November 9, 2022 by Laurie Lichtenstein

The holiday season is rapidly approaching, and with it, the Jewish festival of Hanukkah, an eight-day celebration honoring the triumph of the Jewish people over the Syrian Greeks. The holiday is joyous, complete with gift giving, dreidel spinning, menorah lighting and lots of latkes.

For me, however, a teacher trip through the Holocaust and Human Rights Education Center (HHREC) to Germany and Poland last summer caused a subtle shift in the way I think about Hanukkah and my career as an educator.

As a social studies teacher and self-proclaimed history nerd, I wanted to learn about this dark period in human history up close and bring these experiences back to my classroom. I can listen and read and even watch Ken Burns’ excellent documentary, “The US and the Holocaust”, but none of this makes history come alive the way walking along the streets of Berlin, Warsaw and Krakow did. It was here that I saw the physical evidence of a once thriving Jewish life, now all but gone. I walked in the very places where the Warsaw ghetto confined its Jewish residents. I visited concentration camps, like Auschwitz-Birkenau where millions were murdered and left with the picture of a pair of shoes that had once belonged to a small child seared in my mind.

Memory became paramount on this trip, as I scrambled to imprint every lecture we heard, every object we saw, and every place we visited into my consciousness. Our tour guide at Auschwitz, a Polish Professor and activist, reminded us that the simple act of visiting the death camp had afforded us the chance to bear witness to this evil tragedy and therefore we now shouldered the responsibility to make sure the next generation remembers. This has never been so important as it is today when Shoah survivors are diminishing in number.

This is where teachers come in.

As educators we make content choices. While a curriculum is prescribed in broad strokes, it is the teacher who decides to spend a week on World War II, and two days on the Cold War. Or vice versa. In so many ways we are the gatekeepers of history, and as such we have a responsibility to continually learn and consider how we will present material to our students.

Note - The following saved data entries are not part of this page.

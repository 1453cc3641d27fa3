pub mod cost;
pub mod engine;
pub mod reconciler;
pub mod supervisor;
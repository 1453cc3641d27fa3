// src/config.rs

use crate::types::IncomeType;
use config::{Config, ConfigError, Environment, File};
use rust_decimal::Decimal;
use serde::Deserialize;

#[derive(Debug, Deserialize, Clone)]
#[serde(default)]
pub struct ExchangeConfig {
    pub base_url: String,
    pub recv_window_ms: u64,
    pub timeout_secs: u64,
}

impl Default for ExchangeConfig {
    fn default() -> Self {
        Self {
            base_url: "https://fapi.asterdex.com".to_string(),
            recv_window_ms: 6000,
            timeout_secs: 10,
        }
    }
}

#[derive(Debug, Deserialize, Clone)]
pub struct AccountConfig {
    pub key: String,
    pub secret: String,
    #[serde(default)]
    pub proxy: Option<String>,
    /// Daily spend cap in quote currency.
    pub cost_per_day: Decimal,
    #[serde(default)]
    pub name: Option<String>,
}

impl AccountConfig {
    /// Name used for log files and log lines. Falls back to a key prefix, never the full key.
    pub fn label(&self) -> String {
        match &self.name {
            Some(name) if !name.trim().is_empty() => name.trim().to_string(),
            _ => {
                let prefix: String = self.key.chars().take(8).collect();
                format!("key-{}", prefix)
            }
        }
    }

    pub fn proxy_url(&self) -> Option<&str> {
        self.proxy.as_deref().map(str::trim).filter(|p| !p.is_empty())
    }
}

#[derive(Debug, Deserialize, Clone, Copy, PartialEq, Eq)]
pub struct RangeConfig {
    pub min: u64,
    pub max: u64,
}

/// How large each self-matched pair should be, in quote currency.
#[derive(Debug, Deserialize, Clone, PartialEq)]
#[serde(tag = "kind", rename_all = "snake_case")]
pub enum NotionalTarget {
    Fixed { value: Decimal },
    /// `min(value, factor * available_balance)`.
    BalanceScaled { value: Decimal, factor: Decimal },
}

impl NotionalTarget {
    pub fn resolve(&self, balance: Decimal) -> Decimal {
        match self {
            NotionalTarget::Fixed { value } => *value,
            NotionalTarget::BalanceScaled { value, factor } => (*value).min(*factor * balance),
        }
    }
}

#[derive(Debug, Deserialize, Clone)]
#[serde(default)]
pub struct TradingConfig {
    pub symbols: Vec<String>,
    pub quote_asset: String,
    pub hedge_mode: bool,
    pub dry_run: bool,
    pub batch_orders: bool,
    pub skip_while_orders_open: bool,
    pub sleep_secs: RangeConfig,
    /// Extra `min_qty` steps added to each order, drawn uniformly from this range.
    pub jitter_steps: RangeConfig,
    pub notional: NotionalTarget,
    pub min_notional: Decimal,
    pub min_balance: Decimal,
    pub order_timeout_ms: i64,
    pub position_stale_ms: i64,
    pub noise_floor: Decimal,
    pub seed: Option<u64>,
}

impl Default for TradingConfig {
    fn default() -> Self {
        Self {
            symbols: ["BTCUSDT", "ETHUSDT", "ASTERUSDT"]
                .iter()
                .map(|s| s.to_string())
                .collect(),
            quote_asset: "USDT".to_string(),
            hedge_mode: false,
            dry_run: false,
            batch_orders: true,
            skip_while_orders_open: true,
            sleep_secs: RangeConfig { min: 10, max: 30 },
            jitter_steps: RangeConfig { min: 0, max: 3 },
            notional: NotionalTarget::Fixed {
                value: Decimal::from(20),
            },
            min_notional: Decimal::from(5),
            min_balance: Decimal::new(1, 3),
            order_timeout_ms: 300_000,
            position_stale_ms: 300_000,
            noise_floor: Decimal::ONE,
            seed: None,
        }
    }
}

#[derive(Debug, Deserialize, Clone)]
#[serde(default)]
pub struct CostConfig {
    pub income_types: Vec<IncomeType>,
    pub restrict_to_universe: bool,
    pub page_delay_ms: u64,
    pub page_limit: u32,
}

impl Default for CostConfig {
    fn default() -> Self {
        Self {
            income_types: vec![IncomeType::Commission],
            restrict_to_universe: true,
            page_delay_ms: 100,
            page_limit: 1000,
        }
    }
}

#[derive(Debug, Deserialize, Clone)]
#[serde(default)]
pub struct SupervisorConfig {
    pub restart_delay_secs: u64,
}

impl Default for SupervisorConfig {
    fn default() -> Self {
        Self {
            restart_delay_secs: 1,
        }
    }
}

#[derive(Debug, Deserialize, Clone)]
#[serde(default)]
pub struct LoggingConfig {
    pub dir: String,
    pub level: String,
    pub max_files: usize,
}

impl Default for LoggingConfig {
    fn default() -> Self {
        Self {
            dir: "logs".to_string(),
            level: "info".to_string(),
            max_files: 5,
        }
    }
}

#[derive(Debug, Deserialize, Clone)]
#[serde(default)]
pub struct ToolsConfig {
    pub leverage: u32,
    pub multi_assets_margin: bool,
    pub volume_lookback_days: i64,
    /// Empty means the trading universe.
    pub volume_symbols: Vec<String>,
}

impl Default for ToolsConfig {
    fn default() -> Self {
        Self {
            leverage: 10,
            multi_assets_margin: true,
            volume_lookback_days: 7,
            volume_symbols: Vec::new(),
        }
    }
}

#[derive(Debug, Deserialize, Clone)]
pub struct AppConfig {
    #[serde(default)]
    pub exchange: ExchangeConfig,
    pub accounts: Vec<AccountConfig>,
    #[serde(default)]
    pub trading: TradingConfig,
    #[serde(default)]
    pub cost: CostConfig,
    #[serde(default)]
    pub supervisor: SupervisorConfig,
    #[serde(default)]
    pub logging: LoggingConfig,
    #[serde(default)]
    pub tools: ToolsConfig,
}

impl AppConfig {
    pub fn new(path: &str) -> Result<Self, ConfigError> {
        let builder = Config::builder()
            .add_source(File::with_name(path))
            .add_source(Environment::with_prefix("ASTER").separator("__"));

        let config: AppConfig = builder.build()?.try_deserialize()?;
        config.validate()?;
        Ok(config)
    }

    pub fn validate(&self) -> Result<(), ConfigError> {
        let fail = |msg: String| Err(ConfigError::Message(msg));

        if self.accounts.is_empty() {
            return fail("no accounts configured".into());
        }
        if self.trading.symbols.is_empty() {
            return fail("trading.symbols must not be empty".into());
        }
        let sleep = self.trading.sleep_secs;
        if sleep.min > sleep.max {
            return fail(format!(
                "trading.sleep_secs min {} exceeds max {}",
                sleep.min, sleep.max
            ));
        }
        let jitter = self.trading.jitter_steps;
        if jitter.min > jitter.max {
            return fail(format!(
                "trading.jitter_steps min {} exceeds max {}",
                jitter.min, jitter.max
            ));
        }
        for account in &self.accounts {
            if account.cost_per_day <= Decimal::ZERO {
                return fail(format!(
                    "account {} has a non-positive cost_per_day",
                    account.label()
                ));
            }
        }
        Ok(())
    }
}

As much as we want history to come alive for our students, we need to make it vibrant for ourselves. When we learn, they learn, and if there is a personal connection to the material all the better. I certainly cannot arrange for a field trip to Europe for my students, but I am certain when we find ourselves in our World War II unit next spring, there will be an increased interest because I can offer a personal lens with which they can view and understand this time period.

I hope that my enthusiasm will be palpable as I show them the photo of their English teacher and me straddling the wall with one foot in the former East Berlin and one foot in the West. I am excited to answer their questions as they look through the 100-page photo journal I created to try and capture the essence of my experience.

There are even pedagogical ideas from the trip–the idea of memorializing, the purpose of museums, the contrast with how our nation and Germany grapples with its dark history that have easily fit into our earlier units of study. In essence, the trip has rooted itself in my consciousness as a teacher, a Jewish adult and as a human.

My students remind me daily of my responsibility to help them develop compassion, empathy, and an ability to grapple with the darker side of human history. As for me, I will continue to celebrate the triumph of the Maccabees, and admire the warmth and light the menorah brings into my home. But my lens has shifted ever so slightly and I can never look at it in quite the same way. The on-going struggle of the Jewish people, which so many ethnic and racial groups experience is built into the story of Hanukkah, and this year I will light the candles and say the blessings for the six million European Jews who cannot.

Marissa DeFranca (left) and Laurie Lichtenstein, teachers from the Seven Bridges Middle School in Chappaqua, during the HHREC trip last summer.

Filed Under: Inside Thoughts Tagged With: Auschwitz, hhrec, HHREC Trip, history, Holocaust and Human Rights Education Center, Personal Lens

HHREC Honors Westchester Business Leader, Features Pulitzer Prize-Winning Speaker at Annual Fall Benefit

November 2, 2022 by The Inside Press

HHREC Benefit Honoree Dennis Mehiel   Photos by Julie Rothschild

November 1st 2022– The Holocaust & Human Rights Education Center (HHREC) honored Westchester County Business Executive Dennis Mehiel at their annual Benefit at Westchester Country Club in Rye, New York on October 27th.  HHREC Board of Directors Chairperson President Michael Gyory introduced Mehiel, who spoke about the importance of standing up against antisemitism and expressed his gratitude for the work of HHREC in offering programs that teach the lessons learned from the Holocaust. Mr. Mehiel was the first person not of the Jewish faith elected to the Board of Governors of Yeshiva University’s Wurzweiler School of Social Work where he served from 1989 until 1996.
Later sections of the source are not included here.